The Flagler Beach City Commission meets at 5:30 p.m. at City Hall, 105 South 2nd Street in Flagler Beach. Watch the meeting at the city’s YouTube channel here. Access meeting agenda and materials here. See a list of commission members and their email addresses here.
FPCHS Starlets Spring Dance at the Fitz, 7 p.m. at the Fitzgerald Performing Arts Center (Flagler Auditorium), 5500 State Road 100, Palm Coast. Call the box office at (386) 437-7547 Monday through Friday, 9 a.m. to 2 p.m., or book online here.
“The Sound of Music” at Athens Theatre, 7:30 p.m. except Sunday, 2:30 p.m., 124 North Florida Avenue, DeLand, (386) 736-1500. Cost: Adult $37, Senior $33, Student/Child $17, groups of 8 or more $30 per ticket, all including processing charge. Book here. As the world begins to change, one woman brings something the von Trapp family hasn’t known in a long time—joy. When Maria steps into their lives, she brings laughter, music, and a renewed sense of connection—just as the world outside their home begins to shift in dangerous ways. In a time of rising fear and uncertainty, their bond becomes an anchor—and their courage, a quiet form of resistance. The Sound of Music is a timeless story of love, family, and standing up for what truly matters, brought to life with one of the most beloved scores in musical theatre history. Music by Richard Rodgers, lyrics by Oscar Hammerstein II, book by Howard Lindsay and Russel Crouse. Run time: 2 hours and 45 minutes with a 15-minute intermission
The Palm Coast Beautification and Environmental Advisory Committee meets at 5 p.m. at City Hall, 160 Lake Avenue, Palm Coast. But it’s a good idea to verify whether the committee is actually meeting this evening, as it tends to be lax.
Model Yacht Club Races at the Pond in Palm Coast’s Central Park, from noon to 2 p.m. in Central Park in Town Center, 975 Central Ave. Join Bill Wells, Bob Rupp and other members of the Palm Coast Model Yacht Club, watch them race or join the races with your own model yacht. No dues to join the club, which meets at the pond in Central Park every Thursday.
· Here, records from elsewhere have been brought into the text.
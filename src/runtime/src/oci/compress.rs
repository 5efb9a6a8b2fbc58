//! Layer compression detection, compression and decompression.

use std::fs::File;
use std::io::{self, BufReader, Read, Write};
use std::path::Path;

use sha2::{Digest, Sha256};
use tarbox_core::error::{Result, TarboxError};
use tarbox_core::CompressionAlgorithm;

/// Detect the compression of a blob from its leading magic bytes.
///
/// Returns `None` for uncompressed data.
pub fn detect(header: &[u8]) -> Option<CompressionAlgorithm> {
    const GZIP: &[u8] = &[0x1f, 0x8b];
    const BZIP2: &[u8] = b"BZh";
    const XZ: &[u8] = &[0xfd, b'7', b'z', b'X', b'Z', 0x00];
    const ZSTD: &[u8] = &[0x28, 0xb5, 0x2f, 0xfd];

    if header.starts_with(GZIP) {
        Some(CompressionAlgorithm::Gzip)
    } else if header.starts_with(ZSTD) {
        Some(CompressionAlgorithm::Zstd)
    } else if header.starts_with(XZ) {
        Some(CompressionAlgorithm::Xz)
    } else if header.starts_with(BZIP2) {
        Some(CompressionAlgorithm::Bzip2)
    } else {
        None
    }
}

/// Detect the compression of a blob file.
pub fn detect_file(path: &Path) -> Result<Option<CompressionAlgorithm>> {
    let mut header = [0u8; 6];
    let mut file = File::open(path)?;
    let mut filled = 0;
    while filled < header.len() {
        match file.read(&mut header[filled..])? {
            0 => break,
            n => filled += n,
        }
    }
    Ok(detect(&header[..filled]))
}

/// Resolve the level to use for `algorithm`, checking an explicit one.
pub fn resolve_level(algorithm: CompressionAlgorithm, level: Option<i32>) -> Result<i32> {
    match level {
        None => Ok(algorithm.default_level()),
        Some(level) if algorithm.level_range().contains(&level) => Ok(level),
        Some(level) => {
            let range = algorithm.level_range();
            Err(TarboxError::Validation(format!(
                "compression level {} is out of range for {} ({}-{})",
                level,
                algorithm,
                range.start(),
                range.end()
            )))
        }
    }
}

/// Open a blob for reading, transparently decompressing it.
pub fn open_decompressed(path: &Path) -> Result<Box<dyn Read>> {
    let algorithm = detect_file(path)?;
    let file = BufReader::new(File::open(path)?);
    let reader: Box<dyn Read> = match algorithm {
        None => Box::new(file),
        Some(CompressionAlgorithm::Gzip) => Box::new(flate2::read::GzDecoder::new(file)),
        Some(CompressionAlgorithm::Bzip2) => Box::new(bzip2::read::BzDecoder::new(file)),
        Some(CompressionAlgorithm::Xz) => Box::new(xz2::read::XzDecoder::new(file)),
        Some(CompressionAlgorithm::Zstd) => Box::new(zstd::stream::read::Decoder::new(file)?),
    };
    Ok(reader)
}

/// Compress `reader` into `writer` with the given algorithm and level.
pub fn compress<R: Read, W: Write>(
    reader: &mut R,
    writer: W,
    algorithm: CompressionAlgorithm,
    level: i32,
) -> Result<W> {
    let writer = match algorithm {
        CompressionAlgorithm::Gzip => {
            let mut encoder =
                flate2::write::GzEncoder::new(writer, flate2::Compression::new(level as u32));
            io::copy(reader, &mut encoder)?;
            encoder.finish()?
        }
        CompressionAlgorithm::Bzip2 => {
            let mut encoder =
                bzip2::write::BzEncoder::new(writer, bzip2::Compression::new(level as u32));
            io::copy(reader, &mut encoder)?;
            encoder.finish()?
        }
        CompressionAlgorithm::Xz => {
            let mut encoder = xz2::write::XzEncoder::new(writer, level as u32);
            io::copy(reader, &mut encoder)?;
            encoder.finish()?
        }
        CompressionAlgorithm::Zstd => {
            let mut encoder = zstd::stream::write::Encoder::new(writer, level)?;
            io::copy(reader, &mut encoder)?;
            encoder.finish()?
        }
    };
    Ok(writer)
}

/// Writer adapter computing the SHA-256 digest and length of what passes through.
pub struct DigestWriter<W> {
    inner: W,
    hasher: Sha256,
    written: u64,
}

impl<W: Write> DigestWriter<W> {
    pub fn new(inner: W) -> Self {
        Self {
            inner,
            hasher: Sha256::new(),
            written: 0,
        }
    }

    /// Finish hashing, returning the inner writer, `sha256:<hex>` digest and size.
    pub fn finish(self) -> (W, String, u64) {
        let digest = format!("sha256:{}", hex::encode(self.hasher.finalize()));
        (self.inner, digest, self.written)
    }
}

impl<W: Write> Write for DigestWriter<W> {
    fn write(&mut self, buf: &[u8]) -> io::Result<usize> {
        let n = self.inner.write(buf)?;
        self.hasher.update(&buf[..n]);
        self.written += n as u64;
        Ok(n)
    }

    fn flush(&mut self) -> io::Result<()> {
        self.inner.flush()
    }
}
Flagler Beach United Methodist Church Food Pantry: Flagler Beach United Methodist Church‘s food pantry is open today from 9:30 a.m. to noon at 1500 S. Daytona Ave, Flagler Beach. The church’s mission is to provide nourishment and support in a welcoming, respectful environment. To find us, please turn at the corner of 15 Street and S. Daytona Ave, pull into the grass parking area and enter the green door.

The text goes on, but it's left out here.